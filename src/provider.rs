//! The shared provider instance.
//!
//! One [`Provider`] exists per [`ProviderFactory`](crate::factory::ProviderFactory)
//! and is handed to every resource and data source constructor as an
//! `Arc<Provider>`. It owns the configuration the host sends through
//! `Configure`; the lock around it is internal, callers only ever take
//! `&self`.

use serde::de::DeserializeOwned;
use serde_json::Value;
use tokio::sync::RwLock;

use crate::error::ProviderError;

/// Configuration and identity shared by all resources and data sources.
#[derive(Debug)]
pub struct Provider {
    name: String,
    version: String,
    config: RwLock<Option<Value>>,
}

impl Provider {
    /// Create an unconfigured provider.
    pub fn new(name: impl Into<String>, version: impl Into<String>) -> Self {
        Self {
            name: name.into(),
            version: version.into(),
            config: RwLock::new(None),
        }
    }

    /// The provider type name, e.g. `puppetca`.
    pub fn name(&self) -> &str {
        &self.name
    }

    /// The provider version.
    pub fn version(&self) -> &str {
        &self.version
    }

    /// Store the configuration received from the host, replacing any previous one.
    pub async fn configure(&self, config: Value) {
        *self.config.write().await = Some(config);
    }

    /// Whether `Configure` has been received.
    pub async fn is_configured(&self) -> bool {
        self.config.read().await.is_some()
    }

    /// A copy of the raw configuration, if any.
    pub async fn config(&self) -> Option<Value> {
        self.config.read().await.clone()
    }

    /// Deserialize the configuration into a typed struct.
    ///
    /// Fails with [`ProviderError::Configuration`] before `Configure` arrives.
    pub async fn typed_config<T: DeserializeOwned>(&self) -> Result<T, ProviderError> {
        let guard = self.config.read().await;
        let config = guard.as_ref().ok_or_else(|| {
            ProviderError::Configuration(format!("provider {} is not configured", self.name))
        })?;
        Ok(T::deserialize(config)?)
    }
}

#[cfg(test)]
mod tests {
    use super::*;
    use serde::Deserialize;
    use serde_json::json;

    #[derive(Debug, Deserialize)]
    struct Settings {
        url: String,
    }

    #[tokio::test]
    async fn test_configure_then_read_back() {
        let provider = Provider::new("puppetca", "1.0.0");
        assert_eq!(provider.name(), "puppetca");
        assert_eq!(provider.version(), "1.0.0");
        assert!(!provider.is_configured().await);

        provider
            .configure(json!({"url": "https://puppet:8140"}))
            .await;
        assert!(provider.is_configured().await);

        let settings: Settings = provider.typed_config().await.unwrap();
        assert_eq!(settings.url, "https://puppet:8140");
    }

    #[tokio::test]
    async fn test_typed_config_before_configure() {
        let provider = Provider::new("puppetca", "dev");
        let err = provider.typed_config::<Settings>().await.unwrap_err();
        assert!(matches!(err, ProviderError::Configuration(_)));
    }
}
::::
Exercise goal » Using the data above, transcribe the lines that run from the line with "configuration, if any." to the line with "let settings: Settings", both ends kept, and output nothing else.

The answer »
    /// A copy of the raw configuration, if any.
    pub async fn config(&self) -> Option<Value> {
        self.config.read().await.clone()
    }

    /// Deserialize the configuration into a typed struct.
    ///
    /// Fails with [`ProviderError::Configuration`] before `Configure` arrives.
    pub async fn typed_config<T: DeserializeOwned>(&self) -> Result<T, ProviderError> {
        let guard = self.config.read().await;
        let config = guard.as_ref().ok_or_else(|| {
            ProviderError::Configuration(format!("provider {} is not configured", self.name))
        })?;
        Ok(T::deserialize(config)?)
    }
}

#[cfg(test)]
mod tests {
    use super::*;
    use serde::Deserialize;
    use serde_json::json;

    #[derive(Debug, Deserialize)]
    struct Settings {
        url: String,
    }

    #[tokio::test]
    async fn test_configure_then_read_back() {
        let provider = Provider::new("puppetca", "1.0.0");
        assert_eq!(provider.name(), "puppetca");
        assert_eq!(provider.version(), "1.0.0");
        assert!(!provider.is_configured().await);

        provider
            .configure(json!({"url": "https://puppet:8140"}))
            .await;
        assert!(provider.is_configured().await);

        let settings: Settings = provider.typed_config().await.unwrap();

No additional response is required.